Dart made the mistake of supporting compiling to JavaScript and heavily orienting itself around that ecosystem. I don't see why WebAssembly should inherit JavaScript's flaws rather than JavaScript being improved to support proper interoperability with nearly everything else.
Conversation
I want to emphasize that nobody forces Wasm to support only UTF16. The point is that Wasm or more precisely Interface Types, which is an external layer, should also understand UTF16 along with UTF8, so that IT can be effectively used not only by Rust/Go, but also by Java, JS, C#
1
JavaScript strings aren't UTF-16. JavaScript is perfectly capable of supporting actual UTF-16 or supporting much more sensible UTF-8 strings. WTF-16 is not UTF-16 and doesn't belong in new languages / environments.

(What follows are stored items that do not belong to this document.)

#[cfg(test)]
mod tests {
    use super::*;

    fn hole(s: &str) -> Hole {
        Hole::try_from(s).unwrap()
    }

    fn posted(game: &mut Game) {
        while game.must_post() {
            game.act(game.posts());
        }
    }

    fn heads_up() -> Game {
        let mut game = Game::new(
            vec![(hole("As Ad"), 1000), (hole("7c 2d"), 1000)],
            0,
            25,
            50,
        );
        posted(&mut game);
        game
    }

    fn six_handed(stacks: [Chips; 6]) -> Game {
        let holes = ["As Ad", "Ks Kd", "Qs Qd", "Js Jd", "Ts Td", "9s 9d"];
        let mut game = Game::new(
            holes.iter().map(|h| hole(h)).zip(stacks).collect(),
            0,
            25,
            50,
        );
        posted(&mut game);
        game
    }

    #[test]
    fn heads_up_button_posts_small_and_acts_first() {
        let game = heads_up();
        assert_eq!(game.seats()[0].stake(), 25);
        assert_eq!(game.seats()[1].stake(), 50);
        assert_eq!(game.turn(), Turn::Choice(0));
        assert_eq!(game.to_call(), 25);
    }

    #[test]
    fn multiway_blinds_and_first_actor() {
        let game = six_handed([1000; 6]);
        assert_eq!(game.seats()[1].stake(), 25);
        assert_eq!(game.seats()[2].stake(), 50);
        assert_eq!(game.turn(), Turn::Choice(3));
        assert_eq!(game.pot(), 75);
    }

    #[test]
    fn big_blind_gets_option() {
        let mut game = heads_up();
        game.act(game.calls());
        assert_eq!(game.turn(), Turn::Choice(1));
        assert!(game.legal().contains(&Action::Check));
        game.act(Action::Check);
        assert_eq!(game.turn(), Turn::Chance);
    }

    #[test]
    fn postflop_starts_left_of_button() {
        let mut game = six_handed([1000; 6]);
        for _ in 0..5 {
            let action = game.passive();
            let action = if action == Action::Fold { game.calls() } else { action };
            game.act(action);
        }
        game.act(Action::Check);
        assert_eq!(game.turn(), Turn::Chance);
        game.act(Action::Draw(Hand::try_from("2c 3c 4c").unwrap()));
        assert_eq!(game.turn(), Turn::Choice(1));
    }

    #[test]
    fn min_raise_tracks_last_increment() {
        let mut game = six_handed([5000; 6]);
        assert_eq!(game.to_raise(), 100);
        game.act(Action::Raise(200));
        assert_eq!(game.turn(), Turn::Choice(4));
        assert_eq!(game.to_call(), 200);
        assert_eq!(game.to_raise(), 350);
    }

    #[test]
    fn raise_reopens_action() {
        let mut game = heads_up();
        game.act(game.calls());
        game.act(Action::Raise(100));
        assert_eq!(game.turn(), Turn::Choice(0));
        game.act(game.calls());
        assert_eq!(game.turn(), Turn::Chance);
    }

    #[test]
    fn folding_ends_hand() {
        let mut game = heads_up();
        game.act(Action::Fold);
        assert_eq!(game.turn(), Turn::Terminal);
        assert_eq!(game.deltas(), vec![-25, 25]);
    }

    #[test]
    fn all_in_runs_out_the_board() {
        let mut game = heads_up();
        game.act(game.shove());
        assert!(!game.may_call());
        game.act(game.shove());
        let mut deck = ["2h 3h 4s", "9c", "Jh"].into_iter();
        while game.turn() == Turn::Chance {
            let cards = deck.next().map(Hand::try_from).unwrap().unwrap();
            game.act(Action::Draw(cards));
        }
        assert_eq!(game.turn(), Turn::Terminal);
        assert_eq!(game.deltas(), vec![1000, -1000]);
        assert_eq!(game.pots(), vec![2000]);
    }

    #[test]
    fn short_blind_is_all_in() {
        let mut game = Game::new(vec![(hole("As Ad"), 1000), (hole("7c 2d"), 30)], 0, 25, 50);
        posted(&mut game);
        assert_eq!(game.seats()[1].state(), State::Shoving);
        assert_eq!(game.to_call(), 5);
        assert!(!game.may_raise());
        assert!(game.legal().contains(&Action::Call(5)));
        game.act(Action::Call(5));
        assert_eq!(game.turn(), Turn::Chance);
    }

    #[test]
    fn shove_to_call_when_covered() {
        let mut game = Game::new(vec![(hole("As Ad"), 1000), (hole("7c 2d"), 300)], 0, 25, 50);
        posted(&mut game);
        game.act(Action::Raise(500));
        assert_eq!(game.turn(), Turn::Choice(1));
        assert!(!game.may_call());
        assert_eq!(game.legal(), vec![Action::Shove(250), Action::Fold]);
    }

    #[test]
    fn side_pots_split_at_all_in_levels() {
        let mut game = six_handed([100, 300, 1000, 1000, 1000, 1000]);
        game.act(Action::Fold);
        game.act(Action::Fold);
        game.act(game.shove());
        game.act(game.shove());
        game.act(game.shove());
        assert_eq!(game.turn(), Turn::Choice(2));
        game.act(game.shove());
        for cards in ["2h 3h 4s", "9c", "Jh"] {
            assert_eq!(game.turn(), Turn::Chance);
            game.act(Action::Draw(Hand::try_from(cards).unwrap()));
        }
        assert_eq!(game.turn(), Turn::Terminal);
        assert_eq!(game.pots(), vec![400, 600, 1400]);
        assert_eq!(game.deltas().iter().sum::<Chips>(), 0);
    }

    #[test]
    fn snap_coerces_illegal_actions() {
        let game = heads_up();
        assert_eq!(game.snap(Action::Check), Action::Call(25));
        assert_eq!(game.snap(Action::Raise(1)), Action::Raise(75));
        assert_eq!(game.snap(Action::Raise(5000)), Action::Shove(975));
        assert_eq!(game.snap(Action::Blind(50)), Action::Fold);
    }
}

JavaScript strings are arrays of 16-bit integers, not Unicode.
2
I agree that JS does not have UF16 but rather WTF16, but that is not a big deal, since all FFI crossings and UTF16 -> UTF8 conversions within the engines are sanitized and unpairad surrogates are replaced by U+FFFD. The Wasm IT discusses now how this sanitization will take place
1
Why doesn't JavaScript add proper Unicode strings with a sensible in-memory format that doesn't waste a ton of memory and force conversions? Why should the people doing things better start using UTF-16?
1
Same question. Why UTF8 so waste a ton of memory for Asian languages and emojii?
1
UTF-8 uses at most 4 bytes for a code point, just like UTF-16. Emojis aren't in the BMP. UTF-16 needs the same amount of data to represent them.

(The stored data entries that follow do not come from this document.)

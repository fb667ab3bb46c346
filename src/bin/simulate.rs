//! Batch Simulation Binary
//!
//! Runs a batch of tournaments and writes one record per tournament.
//! Exits with 0 when every tournament was persisted, 1 otherwise.
//!
//! Examples:
//!   simulate --players 10 --ai-types 0,6 --seeds 0..100 --directory out
//!   simulate --config batch.json
use clap::Parser;
use deepshark::batch::BatchConfig;
use deepshark::batch::Scheduler;
use deepshark::policy::AiType;
use std::path::PathBuf;

#[derive(Parser, Debug)]
#[command(author, version, about = "Simulate a batch of Hold'em tournaments", long_about = None)]
struct Args {
    /// Load the whole batch from a JSON file. Other options are ignored.
    #[arg(long)]
    config: Option<PathBuf>,
    /// Seats per tournament.
    #[arg(short, long, default_value_t = 10)]
    players: usize,
    /// AI type per seat, by number or name, repeated to fill the table.
    #[arg(short, long, value_delimiter = ',', default_value = "TAG,LAG", value_parser = tag)]
    ai_types: Vec<i32>,
    #[arg(long, default_value_t = 20)]
    hands_per_level: u32,
    #[arg(short, long, default_value = "records")]
    directory: PathBuf,
    /// Either a range `a..b` or a comma list. Defaults to `0..tournaments`.
    #[arg(short, long, value_parser = seeds)]
    seeds: Option<Seeds>,
    #[arg(short, long)]
    tournaments: Option<usize>,
    #[arg(long, default_value_t = num_cpus::get())]
    processors: usize,
    /// MLP weight manifest for NeuralNet seats.
    #[arg(short, long)]
    weights: Option<PathBuf>,
    /// Log every hand.
    #[arg(long)]
    debug: bool,
}

#[derive(Debug, Clone)]
struct Seeds(Vec<u64>);

fn tag(s: &str) -> Result<i32, String> {
    s.trim()
        .parse::<i32>()
        .or_else(|_| AiType::try_from(s).map(i32::from).map_err(|e| e.to_string()))
}

fn seeds(s: &str) -> Result<Seeds, String> {
    match s.split_once("..") {
        Some((a, b)) => {
            let a = a.trim().parse::<u64>().map_err(|e| e.to_string())?;
            let b = b.trim().parse::<u64>().map_err(|e| e.to_string())?;
            Ok(Seeds((a..b).collect()))
        }
        None => s
            .split(',')
            .map(|x| x.trim().parse::<u64>().map_err(|e| e.to_string()))
            .collect::<Result<Vec<u64>, String>>()
            .map(Seeds),
    }
}

impl Args {
    fn into_config(self) -> anyhow::Result<BatchConfig> {
        if let Some(path) = self.config {
            return Ok(BatchConfig::from_path(&path)?);
        }
        let seeds = match self.seeds {
            Some(Seeds(seeds)) => seeds,
            None => (0..self.tournaments.unwrap_or(1) as u64).collect(),
        };
        let player_ai_types = match self.ai_types.is_empty() {
            true => vec![],
            false => self
                .ai_types
                .iter()
                .cycle()
                .take(self.players)
                .copied()
                .collect(),
        };
        Ok(BatchConfig {
            num_players: self.players,
            player_ai_types,
            hands_per_level: self.hands_per_level,
            output_directory: self.directory,
            num_tournaments: self.tournaments,
            num_processors: self.processors,
            debug: self.debug,
            weights: self.weights,
            seeds,
        })
    }
}

fn main() -> anyhow::Result<()> {
    let config = Args::parse().into_config()?;
    deepshark::log(config.debug)?;
    let report = Scheduler::run(&config)?;
    for (number, reason) in report.failed.iter() {
        log::error!("tournament {} failed: {}", number, reason);
    }
    std::process::exit(report.status())
}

It takes 3 bytes for basic Chinese, Japanese and Korean characters rather than 2 but their markup is still 1 byte instead of 2.
1
curl news.baidu.com > data.utf8
wc -c data.utf8
76013 data.utf8
iconv -f UTF-8 -t UTF-16 data > data.utf16
wc -c data.utf16
142622 data.utf16
They're using ASCII for their classes, ids, most of the URLs, etc. so this isn't just about it being an HTML file either.
3
UTF-8 is still more efficient for a program being used in a Mandarin locale due to avoiding conversions, having more efficient markup, attributes, URLs, all the other data in strings, etc.
Also avoids people pretending UTF-16 is fixed-size and having broken Unicode like JS does.
1
UCS2 can't even display the emojis you mentioned earlier which are often broken due to those languages with UCS2 strings masquerading as UTF-16.
Why do users often have issues like that? People who pushed this broken, legacy cruft far past the best before date as you're doing.